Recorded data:

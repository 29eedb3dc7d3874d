//! Engine configuration.

/// Configuration for the consistency engine.
#[derive(Debug, Clone)]
pub struct EngineConfig {
    /// Conditional-create attempts before identifier allocation gives up
    /// with `AllocationExhausted` (default: 5).
    pub max_id_allocation_attempts: u32,
    /// Page size for full scans (audit) and the number of unsynced
    /// employees handled per reconciliation pass (default: 100).
    pub reconcile_batch_size: u64,
}

impl Default for EngineConfig {
    fn default() -> Self {
        Self {
            max_id_allocation_attempts: 5,
            reconcile_batch_size: 100,
        }
    }
}
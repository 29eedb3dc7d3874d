//! SurrealDB connection management.

use std::time::Duration;

use surrealdb::Surreal;
use surrealdb::engine::remote::ws::{Client, Ws};
use surrealdb::opt::auth::Root;
use tracing::{info, warn};

/// Configuration for connecting to SurrealDB.
#[derive(Debug, Clone)]
pub struct DbConfig {
    /// WebSocket URL (e.g., `127.0.0.1:8000`).
    pub url: String,
    pub namespace: String,
    pub database: String,
    /// Root username for authentication.
    pub username: String,
    /// Root password for authentication.
    pub password: String,
    /// Connection attempts before giving up at startup.
    pub connect_attempts: u32,
    /// Delay before the first reconnect; doubled on every retry.
    pub connect_backoff: Duration,
}

impl Default for DbConfig {
    fn default() -> Self {
        Self {
            url: "127.0.0.1:8000".into(),
            namespace: "orgiam".into(),
            database: "main".into(),
            username: "root".into(),
            password: "root".into(),
            connect_attempts: 5,
            connect_backoff: Duration::from_millis(250),
        }
    }
}

/// Manages a connection to SurrealDB.
#[derive(Clone)]
pub struct DbManager {
    db: Surreal<Client>,
}

impl DbManager {
    /// Connect to SurrealDB, retrying with exponential backoff while the
    /// server is unreachable.
    ///
    /// Authenticates as root and selects the configured namespace and
    /// database.
    pub async fn connect(config: &DbConfig) -> Result<Self, surrealdb::Error> {
        let attempts = config.connect_attempts.max(1);
        let mut backoff = config.connect_backoff;
        let mut attempt = 1;
        loop {
            match Self::connect_once(config).await {
                Ok(manager) => return Ok(manager),
                Err(err) if attempt < attempts => {
                    warn!(
                        attempt,
                        error = %err,
                        retry_in_ms = backoff.as_millis() as u64,
                        "SurrealDB connection failed, retrying"
                    );
                    tokio::time::sleep(backoff).await;
                    backoff = backoff.saturating_mul(2);
                    attempt += 1;
                }
                Err(err) => return Err(err),
            }
        }
    }

    async fn connect_once(config: &DbConfig) -> Result<Self, surrealdb::Error> {
        info!(
            url = %config.url,
            namespace = %config.namespace,
            database = %config.database,
            "Connecting to SurrealDB"
        );

        let db = Surreal::new::<Ws>(&config.url).await?;

        db.signin(Root {
            username: config.username.clone(),
            password: config.password.clone(),
        })
        .await?;

        db.use_ns(&config.namespace)
            .use_db(&config.database)
            .await?;

        info!("Connected to SurrealDB");

        Ok(Self { db })
    }

    /// Returns a reference to the underlying SurrealDB client.
    pub fn client(&self) -> &Surreal<Client> {
        &self.db
    }
}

* [What you are asked to do]
Will you return exactly the lines above from the one with "the consistency engine." down to the one with "connecting to SurrealDB.", counting both as part of the range?

* [Task response]
/// Configuration for the consistency engine.
#[derive(Debug, Clone)]
pub struct EngineConfig {
    /// Conditional-create attempts before identifier allocation gives up
    /// with `AllocationExhausted` (default: 5).
    pub max_id_allocation_attempts: u32,
    /// Page size for full scans (audit) and the number of unsynced
    /// employees handled per reconciliation pass (default: 100).
    pub reconcile_batch_size: u64,
}

impl Default for EngineConfig {
    fn default() -> Self {
        Self {
            max_id_allocation_attempts: 5,
            reconcile_batch_size: 100,
        }
    }
}
repository 29eedb3dc7d3874d
//! SurrealDB connection management.

use std::time::Duration;

use surrealdb::Surreal;
use surrealdb::engine::remote::ws::{Client, Ws};
use surrealdb::opt::auth::Root;
use tracing::{info, warn};

/// Configuration for connecting to SurrealDB.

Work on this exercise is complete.